NLTK Named Entity Recognition with Custom Data
Solution 1:
Are you committed to using NLTK/Python? I ran into the same problems as you, and had much better results using Stanford's named-entity recognizer: http://nlp.stanford.edu/software/CRF-NER.shtml. The process for training the classifier using your own data is very well-documented in the FAQ.
If you really need to use NLTK, I'd hit up the mailing list for some advice from other users: http://groups.google.com/group/nltk-users.
Hope this helps!
Solution 2:
You can easily use the Stanford NER alongwith nltk. The python script is like
from nltk.tag.stanford import NERTagger
import os
java_path = "/Java/jdk1.8.0_45/bin/java.exe"
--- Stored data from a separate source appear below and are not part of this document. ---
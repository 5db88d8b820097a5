//! File system service.

use std::collections::BTreeMap;
use std::pin::Pin;
use std::sync::Arc;
use std::time::Duration;

use skiff::{AdaptorResult, Credential, FileSystem, LocalFileSystem, RemotePath, adaptor};
use tokio_stream::Stream;
use tonic::{Request, Response, Status, Streaming};

use super::{CopyParameters, GatewayState, blocking, required_id};
use crate::convert;
use crate::deadline;
use crate::error::{ErrorKind, GatewayError};
use crate::proto::{self, file_system_service_server::FileSystemService};
use crate::registry::SessionRequest;
use crate::tracker::{OperationKind, OperationRecord};
use crate::transfer;

type ListStream = Pin<Box<dyn Stream<Item = Result<proto::PathAttributes, Status>> + Send>>;
type ReadFromFileStream =
    Pin<Box<dyn Stream<Item = Result<proto::ReadFromFileResponse, Status>> + Send>>;

/// Implementation of the `FileSystemService` gRPC service.
#[derive(Debug, Clone)]
pub struct FileSystemGateway {
    state: Arc<GatewayState>,
}

impl FileSystemGateway {
    /// Create the service over shared gateway state.
    pub fn new(state: Arc<GatewayState>) -> Self {
        Self { state }
    }

    fn session(
        &self,
        filesystem: Option<&proto::FileSystem>,
    ) -> Result<(String, Arc<dyn FileSystem>), Status> {
        let id = required_id(filesystem.map(|f| f.id.as_str()), "filesystem")?;
        let fs = self.state.file_systems.get(id)?;
        Ok((id.to_string(), fs))
    }

    fn target(
        &self,
        filesystem: Option<&proto::FileSystem>,
        path: Option<&proto::Path>,
    ) -> Result<(Arc<dyn FileSystem>, RemotePath), Status> {
        let (id, fs) = self.session(filesystem)?;
        let path = convert::required_path(path, "path")?;
        tracing::debug!(filesystem = %id, %path, "file system call");
        Ok((fs, path))
    }

    /// Run `call` against the path named by a request.
    async fn on_path<T, F>(&self, request: &proto::PathRequest, call: F) -> Result<T, Status>
    where
        T: Send + 'static,
        F: FnOnce(&dyn FileSystem, &RemotePath) -> AdaptorResult<T> + Send + 'static,
    {
        let (fs, path) = self.target(request.filesystem.as_ref(), request.path.as_ref())?;
        blocking(move || Ok(call(fs.as_ref(), &path)?)).await
    }

    async fn open(&self, request: SessionRequest) -> Result<String, Status> {
        if let Some(id) = self.state.file_systems.find_live(&request) {
            return Err(GatewayError::already_exists(format!(
                "file system {id} is already open for this request"
            ))
            .into());
        }
        let fs = {
            let request = request.clone();
            blocking(move || {
                Ok(adaptor::create_file_system(
                    &request.adaptor,
                    &request.location,
                    &request.credential,
                    &request.properties,
                )?)
            })
            .await?
        };
        Ok(self.state.file_systems.put(request, fs)?)
    }

    fn copy_operation(
        &self,
        filesystem: Option<&proto::FileSystem>,
        operation: Option<&proto::CopyOperation>,
    ) -> Result<(String, Arc<dyn FileSystem>, String), Status> {
        let (owner, fs) = self.session(filesystem)?;
        let id = required_id(operation.map(|o| o.id.as_str()), "copy_operation")?;
        Ok((owner, fs, id.to_string()))
    }
}
//! Index of long-running operations by owning session.
//!
//! The tracker never caches progress. It only maps an operation id to the
//! session that owns it, and every poll asks that session again.

use std::fmt;

use dashmap::DashMap;
use skiff::{
    AdaptorError, AdaptorResult, CopyStatus, FileSystem, JobStatus, Scheduler,
};

use crate::error::{GatewayError, GatewayResult};

/// What kind of work an operation is.
#[derive(Debug, Clone, Copy, PartialEq, Eq)]
pub enum OperationKind {
    /// Background copy
    Transfer,
    /// Job submitted for batch execution
    BatchJob,
    /// Job whose streams were forwarded to a client
    InteractiveJob,
}

impl fmt::Display for OperationKind {
    fn fmt(&self, f: &mut fmt::Formatter<'_>) -> fmt::Result {
        match self {
            OperationKind::Transfer => f.write_str("copy operation"),
            OperationKind::BatchJob | OperationKind::InteractiveJob => f.write_str("job"),
        }
    }
}

/// Association of an operation with the session it runs under.
#[derive(Debug, Clone, PartialEq, Eq)]
pub struct OperationRecord<R> {
    /// Operation id handed to the client
    pub id: String,
    /// Kind of work
    pub kind: OperationKind,
    /// Id of the owning session
    pub owner: String,
    /// Id the session uses for the operation
    pub external_id: String,
    /// Parameters the operation was started with
    pub request: R,
}

/// Session side of an operation: status and cancellation.
pub trait OperationBackend: Send + Sync {
    /// Status reported by the session.
    type Status;

    /// Fresh status of the operation.
    fn status(&self, external_id: &str) -> AdaptorResult<Self::Status>;

    /// Cancel the operation and return its status.
    fn cancel(&self, external_id: &str) -> AdaptorResult<Self::Status>;

    /// Whether a status is terminal.
    fn is_done(status: &Self::Status) -> bool;
}

impl OperationBackend for dyn FileSystem {
    type Status = CopyStatus;

    fn status(&self, external_id: &str) -> AdaptorResult<CopyStatus> {
        self.copy_status(external_id)
    }

    fn cancel(&self, external_id: &str) -> AdaptorResult<CopyStatus> {
        self.cancel_copy(external_id)
    }

    fn is_done(status: &CopyStatus) -> bool {
        status.done
    }
}

impl OperationBackend for dyn Scheduler {
    type Status = JobStatus;

    fn status(&self, external_id: &str) -> AdaptorResult<JobStatus> {
        self.job_status(external_id)
    }

    fn cancel(&self, external_id: &str) -> AdaptorResult<JobStatus> {
        self.cancel_job(external_id)
    }

    fn is_done(status: &JobStatus) -> bool {
        status.done
    }
}

/// Concurrent index from `(owner, operation id)` to operation record.
pub struct OperationTracker<R> {
    records: DashMap<(String, String), OperationRecord<R>>,
}

impl<R> fmt::Debug for OperationTracker<R> {
    fn fmt(&self, f: &mut fmt::Formatter<'_>) -> fmt::Result {
        f.debug_struct("OperationTracker")
            .field("records", &self.records.len())
            .finish()
    }
}

impl<R> Default for OperationTracker<R> {
    fn default() -> Self {
        Self {
            records: DashMap::new(),
        }
    }
}

impl<R: Clone> OperationTracker<R> {
    /// Create an empty tracker.
    pub fn new() -> Self {
        Self::default()
    }

    /// Start tracking an operation.
    pub fn register(&self, record: OperationRecord<R>) {
        tracing::debug!(owner = %record.owner, id = %record.id, kind = %record.kind, "tracking operation");
        self.records
            .insert((record.owner.clone(), record.id.clone()), record);
    }

    /// Record of an operation.
    pub fn find(&self, owner: &str, id: &str) -> GatewayResult<OperationRecord<R>> {
        self.records
            .get(&key(owner, id))
            .map(|r| r.clone())
            .ok_or_else(|| {
                GatewayError::not_found(format!("no such operation {id} on {owner}"))
            })
    }

    /// Stop tracking an operation. Unknown operations are ignored.
    pub fn forget(&self, owner: &str, id: &str) -> Option<OperationRecord<R>> {
        self.records.remove(&key(owner, id)).map(|(_, r)| r)
    }

    /// Run `call` with the id the owning session uses for an operation.
    ///
    /// When the session no longer knows the operation it is forgotten and
    /// `NOT_FOUND` is returned.
    pub fn with_external_id<T>(
        &self,
        owner: &str,
        id: &str,
        call: impl FnOnce(&str) -> AdaptorResult<T>,
    ) -> GatewayResult<T> {
        let record = self.find(owner, id)?;
        call(&record.external_id).map_err(|err| self.gone(owner, &record, err))
    }

    /// Ask the owning session for the current status.
    pub fn poll<B>(&self, backend: &B, owner: &str, id: &str) -> GatewayResult<B::Status>
    where
        B: OperationBackend + ?Sized,
    {
        self.with_external_id(owner, id, |external_id| backend.status(external_id))
    }

    /// Cancel an operation. The record stays until it is deleted.
    pub fn cancel<B>(&self, backend: &B, owner: &str, id: &str) -> GatewayResult<B::Status>
    where
        B: OperationBackend + ?Sized,
    {
        self.with_external_id(owner, id, |external_id| backend.cancel(external_id))
    }

    /// Cancel the operation if it is still running, then forget it.
    ///
    /// The record is forgotten even when polling or cancelling fails. An
    /// operation the session no longer knows counts as deleted.
    pub fn delete_if_done<B>(&self, backend: &B, owner: &str, id: &str) -> GatewayResult<()>
    where
        B: OperationBackend + ?Sized,
    {
        let record = self.find(owner, id)?;
        let outcome = backend.status(&record.external_id).and_then(|status| {
            if B::is_done(&status) {
                Ok(())
            } else {
                backend.cancel(&record.external_id).map(drop)
            }
        });
        self.forget(owner, id);
        match outcome {
            Ok(()) | Err(AdaptorError::NoSuchCopy(_) | AdaptorError::NoSuchJob(_)) => Ok(()),
            Err(err) => Err(GatewayError::from(err)),
        }
    }

    /// Records owned by `owner`, sorted by operation id.
    pub fn list(&self, owner: &str) -> Vec<OperationRecord<R>> {
        let mut records: Vec<_> = self
            .records
            .iter()
            .filter(|r| r.owner == owner)
            .map(|r| r.clone())
            .collect();
        records.sort_by(|a, b| a.id.cmp(&b.id));
        records
    }

    /// Forget every operation of `owner` and return the records.
    pub fn forget_owner(&self, owner: &str) -> Vec<OperationRecord<R>> {
        let records = self.list(owner);
        for record in &records {
            self.forget(owner, &record.id);
        }
        records
    }

    fn gone(&self, owner: &str, record: &OperationRecord<R>, err: AdaptorError) -> GatewayError {
        match err {
            AdaptorError::NoSuchCopy(_) | AdaptorError::NoSuchJob(_) => {
                self.forget(owner, &record.id);
                GatewayError::not_found(format!(
                    "no such {} {} on {owner}",
                    record.kind, record.id
                ))
            }
            other => GatewayError::from(other),
        }
    }
}

fn key(owner: &str, id: &str) -> (String, String) {
    (owner.to_string(), id.to_string())
}

#[cfg(test)]
#[allow(clippy::unwrap_used)]
mod tests {
    use super::*;
    use crate::error::ErrorKind;
    use std::collections::HashMap;
    use std::sync::Mutex;

    /// Backend whose operations are a map of id to (done, cancelled).
    #[derive(Default)]
    struct FakeBackend {
        ops: Mutex<HashMap<String, (bool, bool)>>,
    }

    impl FakeBackend {
        fn with(id: &str, done: bool) -> Self {
            let backend = Self::default();
            backend
                .ops
                .lock()
                .unwrap()
                .insert(id.to_string(), (done, false));
            backend
        }

        fn cancelled(&self, id: &str) -> bool {
            self.ops.lock().unwrap().get(id).is_some_and(|op| op.1)
        }
    }

    impl OperationBackend for FakeBackend {
        type Status = (bool, bool);

        fn status(&self, external_id: &str) -> AdaptorResult<(bool, bool)> {
            self.ops
                .lock()
                .unwrap()
                .get(external_id)
                .copied()
                .ok_or_else(|| AdaptorError::NoSuchJob(external_id.to_string()))
        }

        fn cancel(&self, external_id: &str) -> AdaptorResult<(bool, bool)> {
            let mut ops = self.ops.lock().unwrap();
            let op = ops
                .get_mut(external_id)
                .ok_or_else(|| AdaptorError::NoSuchJob(external_id.to_string()))?;
            *op = (true, true);
            Ok(*op)
        }

        fn is_done(status: &(bool, bool)) -> bool {
            status.0
        }
    }

    fn record(id: &str) -> OperationRecord<()> {
        OperationRecord {
            id: id.to_string(),
            kind: OperationKind::BatchJob,
            owner: "sched#1".to_string(),
            external_id: id.to_string(),
            request: (),
        }
    }

    #[test]
    fn test_unknown_operation_is_not_found_with_id() {
        let tracker = OperationTracker::<()>::new();
        let backend = FakeBackend::default();
        let err = tracker.poll(&backend, "sched#1", "job-7").unwrap_err();
        assert_eq!(err.kind, ErrorKind::NotFound);
        assert!(err.message.contains("job-7"));
        let err = tracker.cancel(&backend, "sched#1", "job-7").unwrap_err();
        assert!(err.message.contains("job-7"));
    }

    #[test]
    fn test_cancel_keeps_record() {
        let tracker = OperationTracker::new();
        let backend = FakeBackend::with("job-1", false);
        tracker.register(record("job-1"));
        tracker.cancel(&backend, "sched#1", "job-1").unwrap();
        assert!(backend.cancelled("job-1"));
        assert!(tracker.find("sched#1", "job-1").is_ok());
    }

    #[test]
    fn test_delete_cancels_running_operation() {
        let tracker = OperationTracker::new();
        let backend = FakeBackend::with("job-1", false);
        tracker.register(record("job-1"));
        tracker.delete_if_done(&backend, "sched#1", "job-1").unwrap();
        assert!(backend.cancelled("job-1"));
        assert!(tracker.list("sched#1").is_empty());
    }

    #[test]
    fn test_delete_finished_operation_does_not_cancel() {
        let tracker = OperationTracker::new();
        let backend = FakeBackend::with("job-1", true);
        tracker.register(record("job-1"));
        tracker.delete_if_done(&backend, "sched#1", "job-1").unwrap();
        assert!(!backend.cancelled("job-1"));
        assert!(tracker.find("sched#1", "job-1").is_err());
    }

    #[test]
    fn test_operation_unknown_to_backend_is_forgotten() {
        let tracker = OperationTracker::new();
        let backend = FakeBackend::default();
        tracker.register(record("job-1"));
        let err = tracker.poll(&backend, "sched#1", "job-1").unwrap_err();
        assert_eq!(err.kind, ErrorKind::NotFound);
        assert!(tracker.list("sched#1").is_empty());
    }

    #[test]
    fn test_poll_twice_is_idempotent() {
        let tracker = OperationTracker::new();
        let backend = FakeBackend::with("job-1", false);
        tracker.register(record("job-1"));
        let first = tracker.poll(&backend, "sched#1", "job-1").unwrap();
        let second = tracker.poll(&backend, "sched#1", "job-1").unwrap();
        assert_eq!(first, second);
    }

    #[test]
    fn test_forget_owner_only_touches_owner() {
        let tracker = OperationTracker::new();
        tracker.register(record("job-1"));
        let mut other = record("job-2");
        other.owner = "sched#2".to_string();
        tracker.register(other);
        assert_eq!(tracker.forget_owner("sched#1").len(), 1);
        assert_eq!(tracker.list("sched#2").len(), 1);
    }
}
os.environ['JAVAHOME'] = java_path
st = NERTagger('../ner-model.ser.gz','../stanford-ner.jar')
tagging = st.tag(text.split())
To train your own data and to create a model you can refer to the first question on Stanford NER FAQ.
The link is http://nlp.stanford.edu/software/crf-faq.shtml
Solution 3:
I also had this issue, but I managed to work it out. You can use your own training data. I documented the main requirements/steps for this in my github repository.
I used NLTK-trainer, so basicly you have to get the training data in the right format (token NNP B-tag), and run the training script. Check my repository for more info.